Excerpts from a dataset:
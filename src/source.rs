//! Program text held in a rope, with line/column lookup for diagnostics.

use std::fmt;

use ropey::Rope;

#[derive(Debug, Default)]
pub struct Source {
    /// Where the text came from (a path or `<stdin>`).
    origin: String,
    rope: Rope,
}

impl Source {
    pub fn new(origin: impl Into<String>, text: &str) -> Self {
        Self {
            origin: origin.into(),
            rope: Rope::from_str(text),
        }
    }

    #[allow(clippy::should_implement_trait)]
    pub fn from_str(text: &str) -> Self {
        Self::new("<input>", text)
    }

    pub fn origin(&self) -> &str {
        &self.origin
    }

    pub fn rope(&self) -> &Rope {
        &self.rope
    }

    pub fn len_chars(&self) -> usize {
        self.rope.len_chars()
    }

    /// 1-based (line, column) of the char at `char_idx`, clamped to the end
    /// of the text.
    pub fn line_col(&self, char_idx: usize) -> (usize, usize) {
        let idx = char_idx.min(self.rope.len_chars());
        let line = self.rope.char_to_line(idx);
        let column = idx - self.rope.line_to_char(line);
        (line + 1, column + 1)
    }
}

impl fmt::Display for Source {
    fn fmt(&self, f: &mut fmt::Formatter<'_>) -> fmt::Result {
        write!(f, "{}", self.rope)
    }
}

#[cfg(test)]
mod tests {
    use super::*;

    #[test]
    fn test_line_col_first_line() {
        let src = Source::from_str("PROGRAM foo IS");
        assert_eq!(src.line_col(0), (1, 1));
        assert_eq!(src.line_col(8), (1, 9));
    }

    #[test]
    fn test_line_col_later_lines() {
        let src = Source::from_str("PROGRAM foo IS\nBEGIN\n  move\n");
        assert_eq!(src.line_col(15), (2, 1));
        assert_eq!(src.line_col(23), (3, 3));
    }

    #[test]
    fn test_line_col_clamped() {
        let src = Source::from_str("ab\ncd");
        assert_eq!(src.line_col(100), (2, 3));
    }

    #[test]
    fn test_origin() {
        let src = Source::new("robot.bl", "");
        assert_eq!(src.origin(), "robot.bl");
        assert_eq!(src.len_chars(), 0);
        assert_eq!(src.line_col(0), (1, 1));
    }
}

## EXERCISE DETAILS
Transcribe every record above so that nothing differs from the original.

## ANSWER BOX
filename src/source.rs
//! Program text held in a rope, with line/column lookup for diagnostics.

use std::fmt;

use ropey::Rope;

#[derive(Debug, Default)]
pub struct Source {
    /// Where the text came from (a path or `<stdin>`).
    origin: String,
    rope: Rope,
}

impl Source {
    pub fn new(origin: impl Into<String>, text: &str) -> Self {
        Self {
            origin: origin.into(),
            rope: Rope::from_str(text),
        }
    }

    #[allow(clippy::should_implement_trait)]
    pub fn from_str(text: &str) -> Self {
        Self::new("<input>", text)
    }

    pub fn origin(&self) -> &str {
        &self.origin
    }

    pub fn rope(&self) -> &Rope {
        &self.rope
    }

    pub fn len_chars(&self) -> usize {
        self.rope.len_chars()
    }

    /// 1-based (line, column) of the char at `char_idx`, clamped to the end
    /// of the text.
    pub fn line_col(&self, char_idx: usize) -> (usize, usize) {
        let idx = char_idx.min(self.rope.len_chars());
        let line = self.rope.char_to_line(idx);
        let column = idx - self.rope.line_to_char(line);
        (line + 1, column + 1)
    }
}

impl fmt::Display for Source {
    fn fmt(&self, f: &mut fmt::Formatter<'_>) -> fmt::Result {
        write!(f, "{}", self.rope)
    }
}

#[cfg(test)]
mod tests {
    use super::*;

    #[test]
    fn test_line_col_first_line() {
        let src = Source::from_str("PROGRAM foo IS");
        assert_eq!(src.line_col(0), (1, 1));
        assert_eq!(src.line_col(8), (1, 9));
    }

    #[test]
    fn test_line_col_later_lines() {
        let src = Source::from_str("PROGRAM foo IS\nBEGIN\n  move\n");
        assert_eq!(src.line_col(15), (2, 1));
        assert_eq!(src.line_col(23), (3, 3));
    }

    #[test]
    fn test_line_col_clamped() {
        let src = Source::from_str("ab\ncd");
        assert_eq!(src.line_col(100), (2, 3));
    }

    #[test]
    fn test_origin() {
        let src = Source::new("robot.bl", "");
        assert_eq!(src.origin(), "robot.bl");
        assert_eq!(src.len_chars(), 0);
        assert_eq!(src.line_col(0), (1, 1));
    }
}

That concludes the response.